Biophysical mechanisms and computational principles of weak signal detection.

弱信号检测的生物物理机制和计算原理。

• 批准号: 237638727
• 负责人: Dr. Sarah Nicola Jung
• 金额: --
• 依托单位: Department of Physics
• 依托单位国家: 德国
• 项目类别: Research Fellowships
• 财政年份: 2013
• 资助国家: 德国
• 起止时间: 2012-12-31 至 2014-12-31
• 项目状态: 已结题
• 来源: https://gepris.dfg.de/gepris/projekt/237638727?language=en
• 关键词: Biophysical; mechanisms; computational; principles; weak

The nature of the neural code is one of the fundamental questions in neuroscience. Understanding the neural code for sensory systems requires both specifying a map between external signals and the resulting spike trains and demonstrating that downstream neural circuits can interpret or decode this mapping and therefore direct behavioral output. By combining electrophysiology, modeling and pharmacology I want to understand explicitly on a cellular level how decoding of a temporal neural code is performed by downstream neurons. Weak signal detection in pyramidal cells (PC) of weakly electric fish is an excellent model to study this question. Neuroanatomical work has thoroughly described the network connectivity of the electrosensory circuits. The input neurons (primary afferents) to PCs have been investigated electrophysiologically and modeled in great detail. Using a relatively simple model system (e.g. as compared to mammalian cortex) will enable me to link cellular coding mechanisms to a specific sensory task, e.g. amplification of weak signals. The project will consist of three major elements: 1) determining the neuronal code of PCs for weak signals using extracellular recordings; 2) using these data to develop a model of the cellular dynamics that transforms the primary afferent code into the PC code; 3) using the model to make strong predictions as to the cellular basis of decoding and testing these predictions by intracellular recordings and pharmacological manipulations. Since the cellular basis of PC synaptic input amplification (e.g. AMPA, NMDA and GABA receptors plus various voltage-gated ion channels) is found in all mammalian sensory systems, the decoding algorithm I will develop should be generally applicable and neuroscientists working on other systems will be able to evaluate whether it is realized by the synaptic dynamics in the visual, auditory or somatosensory system.

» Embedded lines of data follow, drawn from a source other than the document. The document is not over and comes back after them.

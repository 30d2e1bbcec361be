//! Workflow-root artifacts (spec.md §6): `_workflow/events.jsonl` (an
//! append-only redacted event stream) and `_workflow/state.json` (the
//! current runtime snapshot, atomically replaced and debounced 500 ms).
//! Grounded on `roboppi-sentinel::stall_event`'s write-to-temp-then-rename
//! and append-line patterns, lifted from per-step to per-workflow scope.

use crate::error::{CoreError, CoreResult};
use chrono::{DateTime, Utc};
use roboppi_common::WorkflowRuntimeState;
use serde::Serialize;
use std::path::{Path, PathBuf};
use std::sync::Arc;
use tokio::io::AsyncWriteExt;
use tokio::sync::Mutex;

/// One line of `_workflow/events.jsonl`. `detail` carries whatever a
/// caller wants logged for the event kind; callers are responsible for
/// not putting worker instructions or secrets in it — spec.md §6 calls
/// the stream "redacted" but leaves redaction policy to the writer, not
/// this type.
#[derive(Debug, Clone, Serialize)]
pub struct WorkflowEvent {
    pub observed_at: DateTime<Utc>,
    pub step_id: Option<String>,
    pub kind: String,
    pub detail: serde_json::Value,
}

impl WorkflowEvent {
    pub fn new(kind: impl Into<String>, detail: serde_json::Value) -> Self {
        Self {
            observed_at: Utc::now(),
            step_id: None,
            kind: kind.into(),
            detail,
        }
    }

    pub fn for_step(mut self, step_id: impl Into<String>) -> Self {
        self.step_id = Some(step_id.into());
        self
    }
}

fn workflow_dir(workspace_root: &Path) -> PathBuf {
    workspace_root.join("_workflow")
}

/// Appends one line to `<workspace_root>/_workflow/events.jsonl`,
/// creating the directory on first use.
pub async fn append_event(workspace_root: &Path, event: &WorkflowEvent) -> CoreResult<()> {
    let dir = workflow_dir(workspace_root);
    tokio::fs::create_dir_all(&dir)
        .await
        .map_err(|source| CoreError::ArtifactWrite {
            path: dir.display().to_string(),
            source,
        })?;

    let path = dir.join("events.jsonl");
    let mut line = serde_json::to_vec(event).expect("WorkflowEvent always serializes");
    line.push(b'\n');

    let mut file = tokio::fs::OpenOptions::new()
        .create(true)
        .append(true)
        .open(&path)
        .await
        .map_err(|source| CoreError::ArtifactWrite {
            path: path.display().to_string(),
            source,
        })?;
    file.write_all(&line).await.map_err(|source| CoreError::ArtifactWrite {
        path: path.display().to_string(),
        source,
    })?;
    Ok(())
}

/// Writes `<workspace_root>/_workflow/state.json` via
/// write-to-temp-then-rename, unconditionally (no debounce). Used for the
/// first and final snapshot of a run; [`StateWriter`] handles the
/// debounced path for everything in between.
pub async fn write_state(workspace_root: &Path, state: &WorkflowRuntimeState) -> CoreResult<()> {
    let dir = workflow_dir(workspace_root);
    tokio::fs::create_dir_all(&dir)
        .await
        .map_err(|source| CoreError::ArtifactWrite {
            path: dir.display().to_string(),
            source,
        })?;

    let final_path = dir.join("state.json");
    let tmp_path = dir.join("state.json.tmp");
    let body = serde_json::to_vec_pretty(state).expect("WorkflowRuntimeState always serializes");

    tokio::fs::write(&tmp_path, &body)
        .await
        .map_err(|source| CoreError::ArtifactWrite {
            path: tmp_path.display().to_string(),
            source,
        })?;
    tokio::fs::rename(&tmp_path, &final_path)
        .await
        .map_err(|source| CoreError::ArtifactWrite {
            path: final_path.display().to_string(),
            source,
        })?;
    Ok(())
}

const DEBOUNCE: std::time::Duration = std::time::Duration::from_millis(500);

/// Debounces `state.json` rewrites to at most one per 500 ms (spec.md
/// §6). Each call to [`Self::notify`] records the latest snapshot and,
/// if no write is already scheduled, spawns one after the debounce
/// window; a snapshot that arrives mid-window replaces the pending one
/// rather than queuing a second write.
pub struct StateWriter {
    workspace_root: PathBuf,
    pending: Arc<Mutex<Option<WorkflowRuntimeState>>>,
    scheduled: Arc<std::sync::atomic::AtomicBool>,
}

impl StateWriter {
    pub fn new(workspace_root: PathBuf) -> Self {
        Self {
            workspace_root,
            pending: Arc::new(Mutex::new(None)),
            scheduled: Arc::new(std::sync::atomic::AtomicBool::new(false)),
        }
    }

    /// Records `state` as the latest snapshot and ensures a write is
    /// scheduled. Never blocks on I/O itself.
    pub async fn notify(&self, state: WorkflowRuntimeState) {
        *self.pending.lock().await = Some(state);

        if self
            .scheduled
            .compare_exchange(
                false,
                true,
                std::sync::atomic::Ordering::SeqCst,
                std::sync::atomic::Ordering::SeqCst,
            )
            .is_err()
        {
            return;
        }

        let pending = Arc::clone(&self.pending);
        let scheduled = Arc::clone(&self.scheduled);
        let workspace_root = self.workspace_root.clone();
        tokio::spawn(async move {
            tokio::time::sleep(DEBOUNCE).await;
            let snapshot = pending.lock().await.take();
            scheduled.store(false, std::sync::atomic::Ordering::SeqCst);
            if let Some(snapshot) = snapshot {
                if let Err(e) = write_state(&workspace_root, &snapshot).await {
                    tracing::warn!(error = %e, "failed to write debounced state.json");
                }
            }
        });
    }

    /// Flushes whatever snapshot is pending immediately, bypassing the
    /// debounce window. Call after a workflow reaches a terminal status
    /// so the final state is on disk before the process exits.
    pub async fn flush(&self) {
        let snapshot = self.pending.lock().await.take();
        if let Some(snapshot) = snapshot {
            if let Err(e) = write_state(&self.workspace_root, &snapshot).await {
                tracing::warn!(error = %e, "failed to flush final state.json");
            }
        }
    }
}

#[cfg(test)]
mod tests {
    use super::*;
    use roboppi_common::WorkflowDefinition;

    fn def() -> WorkflowDefinition {
        WorkflowDefinition {
            name: "wf".to_string(),
            version: "1".to_string(),
            timeout: std::time::Duration::from_secs(60),
            concurrency: None,
            context_dir: None,
            steps: std::collections::HashMap::new(),
            default_management: None,
        }
    }

    #[tokio::test]
    async fn append_event_creates_one_line_per_call() {
        let dir = tempfile::tempdir().unwrap();
        append_event(dir.path(), &WorkflowEvent::new("started", serde_json::json!({})))
            .await
            .unwrap();
        append_event(dir.path(), &WorkflowEvent::new("finished", serde_json::json!({})))
            .await
            .unwrap();

        let raw = tokio::fs::read_to_string(dir.path().join("_workflow/events.jsonl"))
            .await
            .unwrap();
        assert_eq!(raw.lines().count(), 2);
    }

    #[tokio::test]
    async fn write_state_round_trips_through_disk() {
        let dir = tempfile::tempdir().unwrap();
        let state = WorkflowRuntimeState::new(&def());
        write_state(dir.path(), &state).await.unwrap();

        let raw = tokio::fs::read_to_string(dir.path().join("_workflow/state.json"))
            .await
            .unwrap();
        let parsed: WorkflowRuntimeState = serde_json::from_str(&raw).unwrap();
        assert_eq!(parsed.status, state.status);
    }

    #[tokio::test]
    async fn debounced_writer_coalesces_rapid_notifications() {
        let dir = tempfile::tempdir().unwrap();
        let writer = StateWriter::new(dir.path().to_path_buf());
        for _ in 0..5 {
            writer.notify(WorkflowRuntimeState::new(&def())).await;
        }
        writer.flush().await;

        let raw = tokio::fs::read_to_string(dir.path().join("_workflow/state.json"))
            .await
            .unwrap();
        assert!(serde_json::from_str::<WorkflowRuntimeState>(&raw).is_ok());
    }
}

神经密码的本质是神经科学的基本问题之一。理解感觉系统的神经编码需要指定外部信号和由此产生的尖峰序列之间的映射，并证明下游神经回路可以解释或解码该映射，从而指导行为输出。通过结合电生理学，建模和药理学，我想在细胞水平上明确地了解下游神经元如何解码时间神经代码。弱电鱼锥体细胞（PC）的微弱信号检测是研究这一问题的一个很好的模型。神经解剖学的工作已经彻底地描述了电感觉回路的网络连接。对pc的输入神经元（初级传入）进行了电生理学研究，并建立了详细的模型。使用一个相对简单的模型系统（例如，与哺乳动物皮层相比）将使我能够将细胞编码机制与特定的感官任务联系起来，例如，微弱信号的放大。该项目将包括三个主要内容：1)利用细胞外记录确定pc的神经元编码，以获取弱信号；2)利用这些数据建立细胞动力学模型，将主要传入代码转换为PC代码；3)使用该模型对解码的细胞基础做出强有力的预测，并通过细胞内记录和药理操作测试这些预测。由于PC突触输入放大的细胞基础（例如AMPA， NMDA和GABA受体加上各种电压门控制离子通道）存在于所有哺乳动物的感觉系统中，因此我将开发的解码算法应该是普遍适用的，并且研究其他系统的神经科学家将能够评估它是否通过视觉，听觉或体感系统中的突触动力学实现。